This somewhat disgusting sound expressing contemptuous disapproval, the reverse of a cheer, a vibrating sound partly uttered through loosely closed lips and partly through the nose, seemingly owes its present name to the unusual skill displayed by the residents of the northern geographical section of New York City, or to spectators at athletic sports events held in that borough, in loudly producing this vocal effect.
Before, roughly, a dozen years ago, the same sound was called “the raspberry,” usually written “razzberry”; to “get the raspberry,” or “to give one the raspberry” was in slang use as early as the 1890s and is still regarded as a more refined expression than “Bronx cheer,” if refinement may be considered in this connection. “Raspberry” was and is frequently shortened to “the berries.”
The British equivalent is “to get, or to give (one) the bird,” a usage that traces back to theatrical slang of the middle nineteenth century.
It has been gravely suggested that the use of “raspberry” as the name of the sound arose from the resemblance to the noise produced by a rasp grated over metal. We don’t think so.

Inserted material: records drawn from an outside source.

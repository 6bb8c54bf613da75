/// Version injected at compile time via RACKSCAN_VERSION env var (set by CI/CD),
/// or "dev" for local builds.
pub const VERSION: &str = match option_env!("RACKSCAN_VERSION") {
    Some(v) => v,
    None => "dev",
};

use anyhow::{bail, Context, Result};
use clap::{Parser, ValueEnum};
use rackscan::resource::{all_tables, get_table};
use rackscan::{ConnectionConfig, Plugin, Query, QueryContext, Row, RowSink};
use std::io::Write;
use std::path::PathBuf;
use std::time::Duration;
use tokio::sync::mpsc;
use tracing::Level;
use tracing_subscriber::fmt::writer::MakeWriterExt;

/// Rows buffered between the lister and the printer
const ROW_BUFFER: usize = 256;

/// Query Rackspace Cloud resources as tables
#[derive(Parser, Debug)]
#[command(name = "rackscan", version, about, long_about = None)]
struct Args {
    /// Table to query, e.g. rackspace_compute
    #[arg(short, long, required_unless_present = "list_tables")]
    table: Option<String>,

    /// Look up a single row by the table's key column instead of listing
    #[arg(short, long)]
    key: Option<String>,

    /// Equality qualifier, as column=value (repeatable)
    #[arg(short, long = "qual", value_parser = parse_qual)]
    quals: Vec<(String, String)>,

    /// Only fetch and print these columns (comma separated)
    #[arg(short, long, value_delimiter = ',')]
    columns: Option<Vec<String>>,

    /// Print the available tables and exit
    #[arg(long)]
    list_tables: bool,

    /// Connection configuration file (JSON)
    #[arg(long)]
    config: Option<PathBuf>,

    /// Give up after this many seconds
    #[arg(long)]
    timeout: Option<u64>,

    /// Log level for debugging
    #[arg(long, value_enum, default_value = "off")]
    log_level: LogLevel,
}

#[derive(Debug, Clone, Copy, ValueEnum)]
enum LogLevel {
    Off,
    Error,
    Warn,
    Info,
    Debug,
    Trace,
}

impl LogLevel {
    fn to_tracing_level(self) -> Option<Level> {
        match self {
            LogLevel::Off => None,
            LogLevel::Error => Some(Level::ERROR),
            LogLevel::Warn => Some(Level::WARN),
            LogLevel::Info => Some(Level::INFO),
            LogLevel::Debug => Some(Level::DEBUG),
            LogLevel::Trace => Some(Level::TRACE),
        }
    }
}

fn parse_qual(raw: &str) -> std::result::Result<(String, String), String> {
    match raw.split_once('=') {
        Some((column, value)) if !column.trim().is_empty() => {
            Ok((column.trim().to_string(), value.to_string()))
        }
        _ => Err(format!("expected column=value, got '{raw}'")),
    }
}

fn setup_logging(level: LogLevel) -> Result<Option<tracing_appender::non_blocking::WorkerGuard>> {
    let Some(tracing_level) = level.to_tracing_level() else {
        return Ok(None);
    };

    let log_path = get_log_path();

    if let Some(parent) = log_path.parent() {
        let _ = std::fs::create_dir_all(parent);
    }

    let file = std::fs::OpenOptions::new()
        .create(true)
        .append(true)
        .open(&log_path)
        .with_context(|| format!("Failed to open log file {}", log_path.display()))?;

    let (non_blocking, guard) = tracing_appender::non_blocking(file);

    tracing_subscriber::fmt()
        .with_max_level(tracing_level)
        .with_writer(non_blocking.with_max_level(tracing_level))
        .with_ansi(false)
        .with_target(true)
        .with_thread_ids(false)
        .with_file(true)
        .with_line_number(true)
        .init();

    tracing::info!("rackscan {} started with log level: {:?}", VERSION, level);
    tracing::info!("Log file: {:?}", log_path);

    Ok(Some(guard))
}

fn get_log_path() -> PathBuf {
    if let Some(config_dir) = dirs::config_dir() {
        return config_dir.join("rackscan").join("rackscan.log");
    }
    if let Some(home) = dirs::home_dir() {
        return home.join(".rackscan").join("rackscan.log");
    }
    PathBuf::from("rackscan.log")
}

#[tokio::main]
async fn main() -> Result<()> {
    let args = Args::parse();

    let _log_guard = setup_logging(args.log_level)?;

    if args.list_tables {
        return print_tables();
    }
    let Some(table) = args.table.as_deref() else {
        bail!("--table is required");
    };

    let config = ConnectionConfig::load(args.config.as_deref())
        .context("Failed to load connection configuration")?;
    let plugin = Plugin::new(config).context("Failed to create Rackspace connection")?;

    let (cancel, mut ctx) = QueryContext::new();
    if let Some(secs) = args.timeout {
        ctx = ctx.with_deadline(tokio::time::Instant::now() + Duration::from_secs(secs));
    }
    tokio::spawn(async move {
        if tokio::signal::ctrl_c().await.is_ok() {
            tracing::warn!("Interrupted, cancelling query");
            cancel.cancel();
        }
    });

    let mut query = Query::new(ctx);
    for (column, value) in &args.quals {
        query = query.with_qual(column, value);
    }
    if let Some(columns) = &args.columns {
        query = query.with_columns(columns);
    }

    match &args.key {
        Some(key) => get_row(&plugin, table, query, key).await,
        None => list_rows(&plugin, table, &query).await,
    }
}

fn print_tables() -> Result<()> {
    let mut out = std::io::stdout().lock();
    for table in all_tables() {
        writeln!(out, "{:<36} {}", table.name, table.description)?;
    }
    Ok(())
}

async fn get_row(plugin: &Plugin, table: &str, query: Query, key: &str) -> Result<()> {
    let Some(key_column) = get_table(table)
        .and_then(|t| t.get.as_ref())
        .map(|g| g.key_column.as_str())
    else {
        bail!("Table {} has no lookup by key", table);
    };

    let query = query.with_qual(key_column, key);
    let row = plugin
        .get(table, &query)
        .await
        .with_context(|| format!("Failed to get {} {}={}", table, key_column, key))?;

    match row {
        Some(row) => print_row(&mut std::io::stdout(), &row, query.columns.as_deref()),
        None => {
            eprintln!("No {} row with {} = {}", table, key_column, key);
            Ok(())
        }
    }
}

async fn list_rows(plugin: &Plugin, table: &str, query: &Query) -> Result<()> {
    let (sink, rows) = RowSink::channel(ROW_BUFFER);

    let lister = async move {
        let result = plugin.list(table, query, &sink).await;
        drop(sink);
        result
    };
    let printer = print_rows(rows, std::io::stdout(), query.columns.as_deref());

    let (listed, printed) = tokio::join!(lister, printer);
    listed.with_context(|| format!("Failed to list {}", table))?;
    let count = printed?;

    tracing::info!("Listed {} rows from {}", count, table);
    Ok(())
}

/// Print rows until the lister is done. Owns the receiver so a failed write
/// closes it and the lister stops instead of blocking on a full buffer.
async fn print_rows<W: Write>(
    mut rows: mpsc::Receiver<Row>,
    mut out: W,
    columns: Option<&[String]>,
) -> Result<usize> {
    let mut count = 0usize;
    while let Some(row) = rows.recv().await {
        print_row(&mut out, &row, columns)?;
        count += 1;
    }
    Ok(count)
}

/// Print a row as one line of JSON, limited to `columns` when given
fn print_row<W: Write>(out: &mut W, row: &Row, columns: Option<&[String]>) -> Result<()> {
    let line = match columns {
        Some(columns) => {
            let selected: serde_json::Map<String, serde_json::Value> = row
                .cells()
                .iter()
                .filter(|(name, _)| columns.iter().any(|c| c == name))
                .map(|(name, cell)| serde_json::to_value(cell).map(|v| (name.to_string(), v)))
                .collect::<Result<_, serde_json::Error>>()?;
            serde_json::to_string(&selected)?
        }
        None => serde_json::to_string(row)?,
    };

    writeln!(out, "{}", line)?;
    Ok(())
}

We think that the word should be written “razzberry,” that it was a humorous extension developed from the slang, “to razz,” to mock at or make fun of”; and that the latter term was originally a contraction of “to razzle-dazzle,” meaning to bamboozle, banter, or deceive.
And this latter verb, it may be recalled, came from the. American invention in the 1880s of the razzle-dazzle, a kind of merry-go-round with an undulating platform, thus giving its passengers the combined pleasures of dizziness and seasickness.